Apesar de ter escrito um parecer jurídico que dá base a um eventual impeachment da presidente Dilma, o jurista Ives Gandra Martins entende que essa é uma hipótese que dificilmente se concretizará no atual cenário. "Eu tenho a impressão que, juridicamente tem base, mas dificilmente um presidente não tem um terço do Congresso do seu lado", explica. "Acho que a única probabilidade de isso acontecer é a manifestação do dia 15 ser de tal ordem que faça com que os deputados percebam que é ruim para eles ficar do lado dela, porque 'pega mal' ficar do lado de uma pessoa que é tão criticada. Mas politicamente é improvável."

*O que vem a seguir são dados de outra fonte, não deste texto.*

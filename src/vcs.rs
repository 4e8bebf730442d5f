//! Version control for rollback and publishing
//!
//! Rollback restores mutated files to their committed state. Publishing
//! stages everything except remediation artifacts, commits, and pushes the
//! current branch when an `origin` remote exists.

use crate::error::{FixError, FixResult};
use anyhow::{Context, Result};
use git2::build::CheckoutBuilder;
use git2::{IndexAddOption, Repository, Signature};
use std::path::{Path, PathBuf};
use std::process::Command;
use tracing::{debug, info, warn};

/// Rollback and publish actions the orchestrator relies on
pub trait Vcs: Send {
    /// Restore `files` to their last committed content.
    fn rollback(&mut self, files: &[PathBuf]) -> FixResult<()>;

    /// Commit all working-tree changes and push them.
    fn commit_and_push(&mut self, message: &str) -> FixResult<()>;
}

/// git-backed implementation
#[derive(Debug, Clone)]
pub struct GitVcs {
    repo_path: PathBuf,
}

impl GitVcs {
    pub fn new(repo_path: impl Into<PathBuf>) -> Self {
        Self {
            repo_path: repo_path.into(),
        }
    }
}

impl Vcs for GitVcs {
    fn rollback(&mut self, files: &[PathBuf]) -> FixResult<()> {
        if files.is_empty() {
            return Ok(());
        }
        let restored = restore_files(&self.repo_path, files)
            .map_err(|e| FixError::Rollback(format!("{:#}", e)))?;
        info!(restored, requested = files.len(), "rolled back changes");
        Ok(())
    }

    fn commit_and_push(&mut self, message: &str) -> FixResult<()> {
        stage_all(&self.repo_path).map_err(|e| FixError::Publish(format!("{:#}", e)))?;
        let oid = commit(&self.repo_path, message).map_err(|e| FixError::Publish(format!("{:#}", e)))?;
        info!(commit = %oid, "committed fixes");

        match push_current_branch(&self.repo_path).map_err(|e| FixError::Publish(format!("{:#}", e)))? {
            Some(branch) => info!(%branch, "pushed"),
            None => info!("no origin remote; skipping push"),
        }
        Ok(())
    }
}

/// Backups, store locks and temp files never go into a commit.
fn is_remediation_artifact(path: &Path) -> bool {
    let name = path.to_string_lossy();
    name.ends_with(".backup")
        || name.ends_with(".lock")
        || name.ends_with(".tmp")
        || name.contains(".corrupt-")
}

/// Stage every change except remediation artifacts
pub fn stage_all(repo_path: &Path) -> Result<()> {
    let repo = Repository::open(repo_path)?;
    let mut index = repo.index()?;

    let mut skip_artifacts = |path: &Path, _spec: &[u8]| -> i32 {
        if is_remediation_artifact(path) {
            1
        } else {
            0
        }
    };
    index.add_all(
        ["*"].iter(),
        IndexAddOption::DEFAULT,
        Some(&mut skip_artifacts as &mut git2::IndexMatchedPath),
    )?;
    index.update_all(["*"].iter(), None)?;
    index.write()?;

    Ok(())
}

/// Commit the index on top of HEAD (or as the root commit)
pub fn commit(repo_path: &Path, message: &str) -> Result<String> {
    let repo = Repository::open(repo_path)?;
    let mut index = repo.index()?;

    let tree_id = index.write_tree()?;
    let tree = repo.find_tree(tree_id)?;

    let parent = match repo.head() {
        Ok(head) => Some(head.peel_to_commit()?),
        Err(_) => None,
    };
    let parents: Vec<&git2::Commit> = parent.iter().collect();

    let config = repo.config()?;
    let name = config
        .get_string("user.name")
        .unwrap_or_else(|_| "nightmend".to_string());
    let email = config
        .get_string("user.email")
        .unwrap_or_else(|_| "nightmend@local".to_string());
    let sig = Signature::now(&name, &email)?;

    let oid = repo.commit(Some("HEAD"), &sig, &sig, message, &tree, &parents)?;
    Ok(oid.to_string())
}

/// Push the current branch to `origin` (shells out to git). `None` when
/// there is no origin to push to.
pub fn push_current_branch(repo_path: &Path) -> Result<Option<String>> {
    let repo = Repository::open(repo_path)?;
    if repo.find_remote("origin").is_err() {
        return Ok(None);
    }
    let head = repo.head().context("Failed to get HEAD")?;
    let branch = head
        .shorthand()
        .filter(|b| *b != "HEAD")
        .context("HEAD is detached; nothing to push")?
        .to_string();

    let output = Command::new("git")
        .current_dir(repo_path)
        .args(["push", "-u", "origin", &branch])
        .output()
        .context("Failed to execute git push")?;

    if output.status.success() {
        Ok(Some(branch))
    } else {
        Err(anyhow::anyhow!(
            "git push failed: {}",
            String::from_utf8_lossy(&output.stderr)
        ))
    }
}

/// Force-checkout `files` from HEAD. Returns how many were restored; files
/// that HEAD does not track are left alone.
pub fn restore_files(repo_path: &Path, files: &[PathBuf]) -> Result<usize> {
    let repo = Repository::open(repo_path)?;
    let workdir = repo
        .workdir()
        .context("repository has no working directory")?
        .to_path_buf();
    let head_tree = repo
        .head()
        .and_then(|h| h.peel_to_tree())
        .context("Failed to resolve HEAD tree")?;

    let mut checkout = CheckoutBuilder::new();
    checkout.force();
    let mut restored = 0;
    for file in files {
        let relative = relative_to_workdir(&workdir, file)
            .with_context(|| format!("{} is outside the repository", file.display()))?;
        if head_tree.get_path(&relative).is_err() {
            warn!(file = %relative.display(), "not tracked in HEAD; left as is");
            continue;
        }
        debug!(file = %relative.display(), "restoring from HEAD");
        checkout.path(relative);
        restored += 1;
    }

    if restored > 0 {
        repo.checkout_head(Some(&mut checkout))
            .context("Failed to check out files from HEAD")?;
    }
    Ok(restored)
}

fn relative_to_workdir(workdir: &Path, file: &Path) -> Option<PathBuf> {
    if file.is_relative() {
        return Some(file.to_path_buf());
    }
    if let Ok(rel) = file.strip_prefix(workdir) {
        return Some(rel.to_path_buf());
    }
    let workdir = workdir.canonicalize().ok()?;
    let file = file.canonicalize().ok()?;
    file.strip_prefix(&workdir).ok().map(Path::to_path_buf)
}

Lembrando a única situação de impeachment vivida no país - quando Fernando Collor de Melo foi afastado do cargo por denúncias de corrupção, em 1992 -, o jurista Celso Antônio Bandeira de Mello reitera que seria muito difícil a situação se repetir agora. "O impeachment só acontece nos casos que são chamados 'crimes de responsabilidade'. Isso é uma coisa rara e difícil de acontecer, tanto que na história do Brasil, só houve o caso do Collor - mas ele também passou dos limites", afirmou.

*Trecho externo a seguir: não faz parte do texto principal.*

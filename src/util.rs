use std::io::{BufReader, Read};
use std::path::{Component, Path, PathBuf};
use std::process::{Command, ExitStatus, Stdio};
use std::thread;
use std::time::{Duration, Instant};

pub fn truncate(s: &str, max: usize) -> String {
    if max == 0 {
        return String::new();
    }

    let char_count = s.chars().count();
    if char_count <= max {
        return s.to_string();
    }

    if max <= 3 {
        return s.chars().take(max).collect();
    }

    let truncated: String = s.chars().take(max - 3).collect();
    format!("{}...", truncated)
}

/// Resolve `candidate` against `root`, refusing any path that could land
/// outside it: absolute paths, `..` components, and symlinks that point
/// out of the tree.
pub fn resolve_under_root(root: &Path, candidate: &Path) -> Result<PathBuf, String> {
    if candidate.as_os_str().is_empty() {
        return Err("Path is empty".to_string());
    }
    if candidate.is_absolute()
        || candidate
            .components()
            .any(|c| matches!(c, Component::RootDir | Component::Prefix(_)))
    {
        return Err(format!(
            "Absolute paths are not allowed: {}",
            candidate.display()
        ));
    }
    if candidate
        .components()
        .any(|c| matches!(c, Component::ParentDir))
    {
        return Err(format!(
            "Parent traversal is not allowed: {}",
            candidate.display()
        ));
    }

    let root_canon = root
        .canonicalize()
        .map_err(|e| format!("Failed to resolve project root: {}", e))?;
    let joined = root.join(candidate);
    let resolved = if joined.exists() {
        joined
            .canonicalize()
            .map_err(|e| format!("Failed to resolve path {}: {}", joined.display(), e))?
    } else {
        let parent = joined
            .parent()
            .ok_or_else(|| format!("Invalid path: {}", candidate.display()))?;
        canonicalize_existing_parent(parent)?
    };

    if !resolved.starts_with(&root_canon) {
        return Err(format!("Path escapes project root: {}", candidate.display()));
    }
    Ok(joined)
}

fn canonicalize_existing_parent(path: &Path) -> Result<PathBuf, String> {
    let mut current = path.to_path_buf();
    while !current.exists() {
        if !current.pop() {
            return Err("Path has no existing parent".to_string());
        }
    }
    current
        .canonicalize()
        .map_err(|e| format!("Failed to resolve path {}: {}", current.display(), e))
}

/// `"\r\n"` when the first line of `content` ends that way, else `"\n"`
pub fn line_ending(content: &str) -> &'static str {
    match content.find('\n') {
        Some(i) if content[..i].ends_with('\r') => "\r\n",
        _ => "\n",
    }
}

#[derive(Debug)]
pub struct CommandRunResult {
    pub status: Option<ExitStatus>,
    pub stdout: String,
    pub stderr: String,
    pub timed_out: bool,
    pub duration: Duration,
}

impl CommandRunResult {
    pub fn success(&self) -> bool {
        !self.timed_out && self.status.map(|s| s.success()).unwrap_or(false)
    }

    /// stdout followed by stderr, the way a terminal would interleave them
    /// for a runner that writes its summary last.
    pub fn combined_output(&self) -> String {
        let mut combined = String::with_capacity(self.stdout.len() + self.stderr.len() + 1);
        combined.push_str(&self.stdout);
        if !self.stderr.is_empty() {
            if !combined.is_empty() && !combined.ends_with('\n') {
                combined.push('\n');
            }
            combined.push_str(&self.stderr);
        }
        combined
    }
}

pub fn run_command_with_timeout(
    command: &mut Command,
    timeout: Duration,
) -> Result<CommandRunResult, String> {
    let mut child = command
        .stdout(Stdio::piped())
        .stderr(Stdio::piped())
        .spawn()
        .map_err(|e| format!("Failed to start command: {}", e))?;

    let stdout = child
        .stdout
        .take()
        .ok_or_else(|| "Failed to capture stdout".to_string())?;
    let stderr = child
        .stderr
        .take()
        .ok_or_else(|| "Failed to capture stderr".to_string())?;

    let stdout_handle = thread::spawn(move || {
        let mut buf = Vec::new();
        let mut reader = BufReader::new(stdout);
        let _ = reader.read_to_end(&mut buf);
        buf
    });
    let stderr_handle = thread::spawn(move || {
        let mut buf = Vec::new();
        let mut reader = BufReader::new(stderr);
        let _ = reader.read_to_end(&mut buf);
        buf
    });

    let start = Instant::now();
    let mut timed_out = false;
    let status = loop {
        match child.try_wait() {
            Ok(Some(status)) => break Some(status),
            Ok(None) => {
                if start.elapsed() >= timeout {
                    timed_out = true;
                    let _ = child.kill();
                    match child.wait() {
                        Ok(status) => break Some(status),
                        Err(_) => break None,
                    }
                }
                thread::sleep(Duration::from_millis(50));
            }
            Err(e) => return Err(format!("Failed to wait for command: {}", e)),
        }
    };

    let stdout_bytes = stdout_handle.join().unwrap_or_default();
    let stderr_bytes = stderr_handle.join().unwrap_or_default();

    Ok(CommandRunResult {
        status,
        stdout: String::from_utf8_lossy(&stdout_bytes).to_string(),
        stderr: String::from_utf8_lossy(&stderr_bytes).to_string(),
        timed_out,
        duration: start.elapsed(),
    })
}

/// Split a whitespace-separated command line into program and arguments.
///
/// Single and double quotes group words; there is no escape handling.
pub fn split_command_line(line: &str) -> Vec<String> {
    let mut words = Vec::new();
    let mut current = String::new();
    let mut quote: Option<char> = None;
    let mut in_word = false;

    for c in line.chars() {
        match quote {
            Some(q) if c == q => quote = None,
            Some(_) => current.push(c),
            None if c == '"' || c == '\'' => {
                quote = Some(c);
                in_word = true;
            }
            None if c.is_whitespace() => {
                if in_word {
                    words.push(std::mem::take(&mut current));
                    in_word = false;
                }
            }
            None => {
                current.push(c);
                in_word = true;
            }
        }
    }
    if in_word {
        words.push(current);
    }
    words
}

Segundo Bandeira de Mello, o 'clamor' pelo impeachment será uma onda passageira que não deve durar muito. Mas Ives Gandra alerta que há um risco de a crise política do país ficar 'insustentável', caso as medidas de austeridade propostas pelo Ministro da Fazenda, Joaquim Levy, não sejam aprovadas em breve. "O problema é que na medida em que Dilma continua no poder, ninguém mais acredita na sua capacidade de solucionar o problema da economia. Se o Joaquim Levy não tiver confiança das pessoas, o Brasil se torna ingovernável. A solução dela seria a aprovação das medidas dele."